* _Work required_
Using the data below, copy each line that includes the word "without".

Saved data entries:
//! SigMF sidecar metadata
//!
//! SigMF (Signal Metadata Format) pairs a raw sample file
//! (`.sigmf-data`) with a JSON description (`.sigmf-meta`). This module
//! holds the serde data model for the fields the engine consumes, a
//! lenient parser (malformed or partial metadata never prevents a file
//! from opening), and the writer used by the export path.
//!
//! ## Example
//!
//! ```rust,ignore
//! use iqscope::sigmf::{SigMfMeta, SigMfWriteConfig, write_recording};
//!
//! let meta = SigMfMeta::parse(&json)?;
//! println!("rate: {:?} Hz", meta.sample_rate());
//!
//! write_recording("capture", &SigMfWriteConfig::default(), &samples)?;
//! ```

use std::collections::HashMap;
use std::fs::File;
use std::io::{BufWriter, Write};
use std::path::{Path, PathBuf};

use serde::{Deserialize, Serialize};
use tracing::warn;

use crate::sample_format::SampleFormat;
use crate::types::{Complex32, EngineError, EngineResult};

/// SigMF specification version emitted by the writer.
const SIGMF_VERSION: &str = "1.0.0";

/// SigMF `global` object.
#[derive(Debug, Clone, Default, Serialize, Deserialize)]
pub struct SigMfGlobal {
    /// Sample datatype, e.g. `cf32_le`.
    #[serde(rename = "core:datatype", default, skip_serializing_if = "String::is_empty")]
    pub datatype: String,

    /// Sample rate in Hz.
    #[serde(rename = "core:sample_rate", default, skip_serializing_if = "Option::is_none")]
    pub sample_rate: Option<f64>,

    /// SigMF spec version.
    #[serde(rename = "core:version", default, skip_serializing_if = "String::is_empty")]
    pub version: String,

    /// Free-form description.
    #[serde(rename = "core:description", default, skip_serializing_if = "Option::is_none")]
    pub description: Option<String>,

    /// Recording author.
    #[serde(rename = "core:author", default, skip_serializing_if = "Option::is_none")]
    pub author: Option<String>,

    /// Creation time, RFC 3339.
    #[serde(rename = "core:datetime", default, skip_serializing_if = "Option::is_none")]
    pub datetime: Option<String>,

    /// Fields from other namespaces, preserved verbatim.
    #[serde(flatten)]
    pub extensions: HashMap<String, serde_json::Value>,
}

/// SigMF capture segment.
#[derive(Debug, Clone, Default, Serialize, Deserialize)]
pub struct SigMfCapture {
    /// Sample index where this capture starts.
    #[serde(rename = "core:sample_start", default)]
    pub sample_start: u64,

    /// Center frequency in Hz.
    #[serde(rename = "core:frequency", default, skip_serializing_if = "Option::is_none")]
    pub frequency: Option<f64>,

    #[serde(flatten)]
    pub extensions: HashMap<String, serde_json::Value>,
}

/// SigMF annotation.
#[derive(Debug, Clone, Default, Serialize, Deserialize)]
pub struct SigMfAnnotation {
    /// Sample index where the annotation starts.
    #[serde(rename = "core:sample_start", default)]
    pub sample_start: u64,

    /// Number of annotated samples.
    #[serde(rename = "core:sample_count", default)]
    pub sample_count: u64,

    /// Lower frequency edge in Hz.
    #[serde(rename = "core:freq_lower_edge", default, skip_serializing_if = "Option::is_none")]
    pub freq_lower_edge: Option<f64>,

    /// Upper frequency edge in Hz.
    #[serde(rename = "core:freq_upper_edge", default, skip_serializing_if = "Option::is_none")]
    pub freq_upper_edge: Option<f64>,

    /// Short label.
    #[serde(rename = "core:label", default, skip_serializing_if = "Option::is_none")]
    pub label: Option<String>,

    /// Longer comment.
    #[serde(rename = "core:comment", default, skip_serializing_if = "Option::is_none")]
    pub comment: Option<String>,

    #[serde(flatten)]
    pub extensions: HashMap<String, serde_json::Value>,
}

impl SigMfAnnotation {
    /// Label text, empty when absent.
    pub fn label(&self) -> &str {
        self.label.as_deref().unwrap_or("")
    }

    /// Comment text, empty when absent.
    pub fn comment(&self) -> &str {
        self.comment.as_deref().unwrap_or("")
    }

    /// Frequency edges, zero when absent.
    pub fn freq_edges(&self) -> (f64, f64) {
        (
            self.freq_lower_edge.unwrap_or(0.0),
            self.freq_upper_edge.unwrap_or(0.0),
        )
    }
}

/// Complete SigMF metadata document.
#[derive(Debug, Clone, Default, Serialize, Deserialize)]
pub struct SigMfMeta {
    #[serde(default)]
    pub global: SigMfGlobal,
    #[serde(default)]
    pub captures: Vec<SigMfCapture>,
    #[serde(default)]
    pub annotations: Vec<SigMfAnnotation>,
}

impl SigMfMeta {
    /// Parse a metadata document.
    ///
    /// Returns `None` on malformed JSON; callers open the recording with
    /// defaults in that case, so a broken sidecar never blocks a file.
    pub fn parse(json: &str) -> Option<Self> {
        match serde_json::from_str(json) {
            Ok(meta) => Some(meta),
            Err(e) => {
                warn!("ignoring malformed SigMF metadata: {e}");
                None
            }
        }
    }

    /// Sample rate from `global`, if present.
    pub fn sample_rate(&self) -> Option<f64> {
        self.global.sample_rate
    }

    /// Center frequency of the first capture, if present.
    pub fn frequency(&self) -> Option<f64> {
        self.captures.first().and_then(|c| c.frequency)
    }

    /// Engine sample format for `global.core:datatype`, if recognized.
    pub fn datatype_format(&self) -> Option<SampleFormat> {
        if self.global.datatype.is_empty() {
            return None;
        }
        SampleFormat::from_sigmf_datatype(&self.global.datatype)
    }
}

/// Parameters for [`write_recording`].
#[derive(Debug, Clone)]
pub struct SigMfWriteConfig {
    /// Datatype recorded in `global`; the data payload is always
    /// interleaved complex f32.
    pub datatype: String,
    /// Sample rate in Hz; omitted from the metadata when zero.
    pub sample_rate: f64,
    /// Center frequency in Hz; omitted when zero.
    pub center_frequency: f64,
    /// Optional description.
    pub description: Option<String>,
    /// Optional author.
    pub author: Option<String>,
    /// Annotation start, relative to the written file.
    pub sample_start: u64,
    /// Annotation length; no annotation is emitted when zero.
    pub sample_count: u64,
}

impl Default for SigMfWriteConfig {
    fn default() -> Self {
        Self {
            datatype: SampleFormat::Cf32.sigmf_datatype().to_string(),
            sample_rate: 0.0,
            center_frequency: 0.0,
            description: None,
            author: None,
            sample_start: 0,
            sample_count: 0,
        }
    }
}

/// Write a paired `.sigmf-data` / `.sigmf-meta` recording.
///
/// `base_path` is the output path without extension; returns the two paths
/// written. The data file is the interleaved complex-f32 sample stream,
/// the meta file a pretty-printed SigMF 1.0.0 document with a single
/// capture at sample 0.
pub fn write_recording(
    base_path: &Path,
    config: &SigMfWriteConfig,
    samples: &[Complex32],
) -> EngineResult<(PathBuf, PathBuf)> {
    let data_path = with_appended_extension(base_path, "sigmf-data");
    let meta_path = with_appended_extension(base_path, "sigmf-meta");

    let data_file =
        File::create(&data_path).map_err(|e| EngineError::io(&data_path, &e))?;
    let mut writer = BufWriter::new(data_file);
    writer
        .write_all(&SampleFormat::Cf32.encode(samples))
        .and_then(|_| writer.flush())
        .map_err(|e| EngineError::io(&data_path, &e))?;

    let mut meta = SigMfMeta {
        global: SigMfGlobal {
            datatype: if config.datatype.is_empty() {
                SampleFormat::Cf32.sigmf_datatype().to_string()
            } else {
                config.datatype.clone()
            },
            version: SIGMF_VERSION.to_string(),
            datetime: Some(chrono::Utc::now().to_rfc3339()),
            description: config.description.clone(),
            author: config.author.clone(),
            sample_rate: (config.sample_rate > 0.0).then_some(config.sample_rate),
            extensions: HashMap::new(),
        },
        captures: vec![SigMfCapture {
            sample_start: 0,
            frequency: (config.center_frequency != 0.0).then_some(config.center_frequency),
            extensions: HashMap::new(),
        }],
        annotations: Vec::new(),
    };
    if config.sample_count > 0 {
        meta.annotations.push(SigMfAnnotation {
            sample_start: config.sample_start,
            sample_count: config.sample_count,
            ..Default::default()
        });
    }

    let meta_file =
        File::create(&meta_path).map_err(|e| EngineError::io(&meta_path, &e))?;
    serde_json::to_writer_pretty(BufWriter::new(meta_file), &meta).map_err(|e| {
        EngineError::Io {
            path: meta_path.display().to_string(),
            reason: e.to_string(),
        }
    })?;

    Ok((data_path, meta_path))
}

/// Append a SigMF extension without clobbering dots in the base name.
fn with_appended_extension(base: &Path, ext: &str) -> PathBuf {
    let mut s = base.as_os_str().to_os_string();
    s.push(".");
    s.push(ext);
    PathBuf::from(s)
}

...

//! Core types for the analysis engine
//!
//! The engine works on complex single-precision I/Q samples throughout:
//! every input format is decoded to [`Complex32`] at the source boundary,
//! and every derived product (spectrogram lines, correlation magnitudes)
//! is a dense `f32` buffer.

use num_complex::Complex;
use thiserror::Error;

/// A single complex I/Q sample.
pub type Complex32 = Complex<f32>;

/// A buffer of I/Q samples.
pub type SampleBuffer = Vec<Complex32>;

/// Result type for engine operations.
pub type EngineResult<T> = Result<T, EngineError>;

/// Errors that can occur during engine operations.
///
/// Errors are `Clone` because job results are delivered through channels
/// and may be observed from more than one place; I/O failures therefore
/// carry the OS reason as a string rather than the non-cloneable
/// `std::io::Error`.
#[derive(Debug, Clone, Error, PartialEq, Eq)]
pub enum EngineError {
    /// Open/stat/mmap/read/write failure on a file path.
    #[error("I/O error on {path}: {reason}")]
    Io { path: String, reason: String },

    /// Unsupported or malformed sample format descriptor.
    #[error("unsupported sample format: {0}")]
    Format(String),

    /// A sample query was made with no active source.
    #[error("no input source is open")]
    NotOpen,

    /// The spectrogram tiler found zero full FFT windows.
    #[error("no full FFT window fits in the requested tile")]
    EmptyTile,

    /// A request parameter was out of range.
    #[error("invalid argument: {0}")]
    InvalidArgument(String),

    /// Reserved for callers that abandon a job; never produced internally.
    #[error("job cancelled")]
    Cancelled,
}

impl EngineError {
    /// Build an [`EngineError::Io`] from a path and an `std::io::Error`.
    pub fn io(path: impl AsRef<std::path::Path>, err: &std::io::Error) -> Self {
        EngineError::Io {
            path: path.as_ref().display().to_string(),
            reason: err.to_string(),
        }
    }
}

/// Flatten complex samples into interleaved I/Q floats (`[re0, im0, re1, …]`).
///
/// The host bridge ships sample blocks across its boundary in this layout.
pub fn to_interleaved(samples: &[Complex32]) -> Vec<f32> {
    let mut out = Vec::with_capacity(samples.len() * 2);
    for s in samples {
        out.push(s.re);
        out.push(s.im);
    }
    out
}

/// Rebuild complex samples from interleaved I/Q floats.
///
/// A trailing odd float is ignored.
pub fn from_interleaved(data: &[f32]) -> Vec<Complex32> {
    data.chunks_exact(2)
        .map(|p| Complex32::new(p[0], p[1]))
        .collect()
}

* _Result of this exercise_
/// `base_path` is the output path without extension; returns the two paths
/// Append a SigMF extension without clobbering dots in the base name.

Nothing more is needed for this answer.